* **Task instructions**
Report each line of the data that includes the word "opaque".

* **Material provided**
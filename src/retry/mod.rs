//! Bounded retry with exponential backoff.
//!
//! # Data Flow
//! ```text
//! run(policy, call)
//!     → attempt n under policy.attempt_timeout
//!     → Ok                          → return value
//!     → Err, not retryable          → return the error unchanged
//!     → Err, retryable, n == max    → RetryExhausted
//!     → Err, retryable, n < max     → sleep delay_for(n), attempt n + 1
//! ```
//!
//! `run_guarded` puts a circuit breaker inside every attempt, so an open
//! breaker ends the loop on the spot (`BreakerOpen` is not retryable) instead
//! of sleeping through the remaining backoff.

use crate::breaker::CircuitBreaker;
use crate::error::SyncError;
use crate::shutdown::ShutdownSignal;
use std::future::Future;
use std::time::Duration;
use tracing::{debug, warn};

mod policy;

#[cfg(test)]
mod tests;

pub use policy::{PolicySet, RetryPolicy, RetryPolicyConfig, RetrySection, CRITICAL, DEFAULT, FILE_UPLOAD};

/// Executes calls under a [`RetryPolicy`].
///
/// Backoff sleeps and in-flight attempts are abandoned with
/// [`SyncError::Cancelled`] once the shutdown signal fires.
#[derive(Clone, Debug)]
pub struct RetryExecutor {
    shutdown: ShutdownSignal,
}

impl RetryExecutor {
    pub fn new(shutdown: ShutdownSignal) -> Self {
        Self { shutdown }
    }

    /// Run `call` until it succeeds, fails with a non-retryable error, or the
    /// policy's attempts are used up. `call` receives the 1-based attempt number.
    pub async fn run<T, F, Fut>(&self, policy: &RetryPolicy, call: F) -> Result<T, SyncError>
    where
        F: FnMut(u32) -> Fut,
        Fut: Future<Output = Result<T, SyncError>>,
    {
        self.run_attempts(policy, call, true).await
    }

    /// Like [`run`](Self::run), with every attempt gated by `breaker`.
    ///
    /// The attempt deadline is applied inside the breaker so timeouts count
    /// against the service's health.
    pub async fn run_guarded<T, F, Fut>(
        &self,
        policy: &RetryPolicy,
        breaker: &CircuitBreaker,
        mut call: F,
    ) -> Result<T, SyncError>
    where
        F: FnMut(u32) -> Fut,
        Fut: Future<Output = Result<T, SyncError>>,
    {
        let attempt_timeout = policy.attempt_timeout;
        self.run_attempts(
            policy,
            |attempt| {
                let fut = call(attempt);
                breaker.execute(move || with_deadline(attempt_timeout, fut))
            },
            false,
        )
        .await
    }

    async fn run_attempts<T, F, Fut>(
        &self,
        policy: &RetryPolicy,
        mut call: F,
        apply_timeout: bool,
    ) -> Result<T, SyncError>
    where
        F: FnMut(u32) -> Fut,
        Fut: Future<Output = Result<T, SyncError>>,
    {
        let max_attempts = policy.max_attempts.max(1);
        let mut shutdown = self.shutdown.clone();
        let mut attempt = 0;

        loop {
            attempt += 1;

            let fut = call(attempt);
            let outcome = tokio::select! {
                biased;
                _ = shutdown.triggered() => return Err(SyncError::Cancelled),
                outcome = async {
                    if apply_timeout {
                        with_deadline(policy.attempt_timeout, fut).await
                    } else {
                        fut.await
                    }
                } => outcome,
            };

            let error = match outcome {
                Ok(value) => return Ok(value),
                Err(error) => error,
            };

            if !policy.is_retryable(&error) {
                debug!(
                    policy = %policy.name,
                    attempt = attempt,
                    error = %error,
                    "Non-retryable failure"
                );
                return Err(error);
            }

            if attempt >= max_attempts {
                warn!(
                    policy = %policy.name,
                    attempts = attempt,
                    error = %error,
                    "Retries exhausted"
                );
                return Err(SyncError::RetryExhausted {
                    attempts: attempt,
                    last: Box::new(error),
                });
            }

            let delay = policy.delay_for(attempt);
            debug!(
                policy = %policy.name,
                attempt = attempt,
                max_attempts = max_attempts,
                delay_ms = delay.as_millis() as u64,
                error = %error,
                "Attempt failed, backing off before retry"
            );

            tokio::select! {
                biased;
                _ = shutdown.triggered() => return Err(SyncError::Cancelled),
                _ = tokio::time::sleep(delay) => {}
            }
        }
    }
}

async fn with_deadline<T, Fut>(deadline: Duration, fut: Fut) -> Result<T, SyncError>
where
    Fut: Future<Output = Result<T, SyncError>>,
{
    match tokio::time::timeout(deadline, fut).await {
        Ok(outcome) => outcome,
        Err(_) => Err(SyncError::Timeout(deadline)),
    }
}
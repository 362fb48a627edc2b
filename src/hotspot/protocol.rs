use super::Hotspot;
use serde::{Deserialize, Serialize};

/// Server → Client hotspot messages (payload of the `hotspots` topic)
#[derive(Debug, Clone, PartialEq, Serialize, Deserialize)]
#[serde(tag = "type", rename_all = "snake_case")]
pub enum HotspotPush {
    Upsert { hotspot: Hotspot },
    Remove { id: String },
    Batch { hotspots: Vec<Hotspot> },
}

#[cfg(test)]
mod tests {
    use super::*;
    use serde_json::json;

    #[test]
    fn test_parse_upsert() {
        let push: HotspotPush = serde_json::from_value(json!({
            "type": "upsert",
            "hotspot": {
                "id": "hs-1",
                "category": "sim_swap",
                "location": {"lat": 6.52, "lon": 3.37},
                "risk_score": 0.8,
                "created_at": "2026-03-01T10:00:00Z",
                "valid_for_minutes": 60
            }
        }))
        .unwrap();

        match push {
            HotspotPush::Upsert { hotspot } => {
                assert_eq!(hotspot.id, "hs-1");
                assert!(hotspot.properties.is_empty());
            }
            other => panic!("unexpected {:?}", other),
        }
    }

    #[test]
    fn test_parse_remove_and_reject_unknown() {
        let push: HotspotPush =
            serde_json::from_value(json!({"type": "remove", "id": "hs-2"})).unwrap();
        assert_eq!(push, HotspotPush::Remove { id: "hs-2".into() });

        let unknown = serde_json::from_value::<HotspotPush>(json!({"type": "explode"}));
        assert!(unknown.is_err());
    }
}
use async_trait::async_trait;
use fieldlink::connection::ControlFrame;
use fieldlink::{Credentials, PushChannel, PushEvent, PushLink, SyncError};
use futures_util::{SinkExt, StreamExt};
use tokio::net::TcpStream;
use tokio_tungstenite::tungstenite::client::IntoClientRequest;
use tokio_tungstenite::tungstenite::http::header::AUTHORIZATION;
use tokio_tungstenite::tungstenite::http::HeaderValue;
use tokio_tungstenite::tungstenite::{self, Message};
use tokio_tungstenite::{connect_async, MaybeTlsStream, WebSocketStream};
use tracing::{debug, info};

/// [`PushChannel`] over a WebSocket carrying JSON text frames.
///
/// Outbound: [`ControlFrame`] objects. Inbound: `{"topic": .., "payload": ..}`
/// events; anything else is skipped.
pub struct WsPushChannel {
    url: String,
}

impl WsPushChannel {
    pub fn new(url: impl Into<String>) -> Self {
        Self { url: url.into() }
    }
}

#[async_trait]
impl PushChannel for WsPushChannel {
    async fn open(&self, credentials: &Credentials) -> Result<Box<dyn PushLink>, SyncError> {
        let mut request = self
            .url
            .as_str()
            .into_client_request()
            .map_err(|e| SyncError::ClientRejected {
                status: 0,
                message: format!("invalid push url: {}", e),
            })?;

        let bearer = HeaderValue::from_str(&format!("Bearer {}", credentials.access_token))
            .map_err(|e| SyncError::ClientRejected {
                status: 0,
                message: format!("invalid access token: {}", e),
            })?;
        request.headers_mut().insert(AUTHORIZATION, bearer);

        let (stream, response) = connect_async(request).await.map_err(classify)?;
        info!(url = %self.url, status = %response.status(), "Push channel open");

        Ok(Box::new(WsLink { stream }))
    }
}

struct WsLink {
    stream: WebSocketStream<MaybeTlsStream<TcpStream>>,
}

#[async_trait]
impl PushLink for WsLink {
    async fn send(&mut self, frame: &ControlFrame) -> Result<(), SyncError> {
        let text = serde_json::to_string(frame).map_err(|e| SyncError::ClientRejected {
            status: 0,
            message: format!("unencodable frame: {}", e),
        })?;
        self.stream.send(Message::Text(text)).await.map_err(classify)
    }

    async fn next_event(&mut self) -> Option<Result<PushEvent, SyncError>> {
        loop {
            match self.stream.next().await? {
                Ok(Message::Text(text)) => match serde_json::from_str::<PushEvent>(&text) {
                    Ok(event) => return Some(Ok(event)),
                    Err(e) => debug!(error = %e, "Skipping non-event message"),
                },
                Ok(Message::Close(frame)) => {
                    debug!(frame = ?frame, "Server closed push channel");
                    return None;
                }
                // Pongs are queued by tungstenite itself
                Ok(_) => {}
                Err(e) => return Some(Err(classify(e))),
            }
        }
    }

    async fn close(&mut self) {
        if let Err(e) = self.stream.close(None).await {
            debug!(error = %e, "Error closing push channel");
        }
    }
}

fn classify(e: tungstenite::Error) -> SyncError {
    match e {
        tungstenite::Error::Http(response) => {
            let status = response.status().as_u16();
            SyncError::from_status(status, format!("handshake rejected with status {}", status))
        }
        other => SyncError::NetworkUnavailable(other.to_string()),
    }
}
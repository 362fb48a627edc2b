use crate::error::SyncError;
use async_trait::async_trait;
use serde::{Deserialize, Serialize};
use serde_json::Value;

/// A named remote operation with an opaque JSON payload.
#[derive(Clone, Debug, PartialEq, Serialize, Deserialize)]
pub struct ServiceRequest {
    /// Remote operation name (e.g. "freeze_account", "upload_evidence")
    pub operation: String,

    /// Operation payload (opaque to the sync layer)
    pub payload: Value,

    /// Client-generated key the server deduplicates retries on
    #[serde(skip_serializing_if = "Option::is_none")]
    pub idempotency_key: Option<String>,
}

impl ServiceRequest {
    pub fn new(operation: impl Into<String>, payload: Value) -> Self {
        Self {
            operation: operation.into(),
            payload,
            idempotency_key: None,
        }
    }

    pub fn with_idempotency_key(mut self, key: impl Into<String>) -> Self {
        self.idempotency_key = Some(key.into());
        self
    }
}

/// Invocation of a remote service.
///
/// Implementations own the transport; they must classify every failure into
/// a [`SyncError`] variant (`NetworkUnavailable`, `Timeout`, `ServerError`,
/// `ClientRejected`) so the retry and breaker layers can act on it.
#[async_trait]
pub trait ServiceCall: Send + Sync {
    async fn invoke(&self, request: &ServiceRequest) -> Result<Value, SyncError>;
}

* **Task result**
/// A named remote operation with an opaque JSON payload.
    /// Operation payload (opaque to the sync layer)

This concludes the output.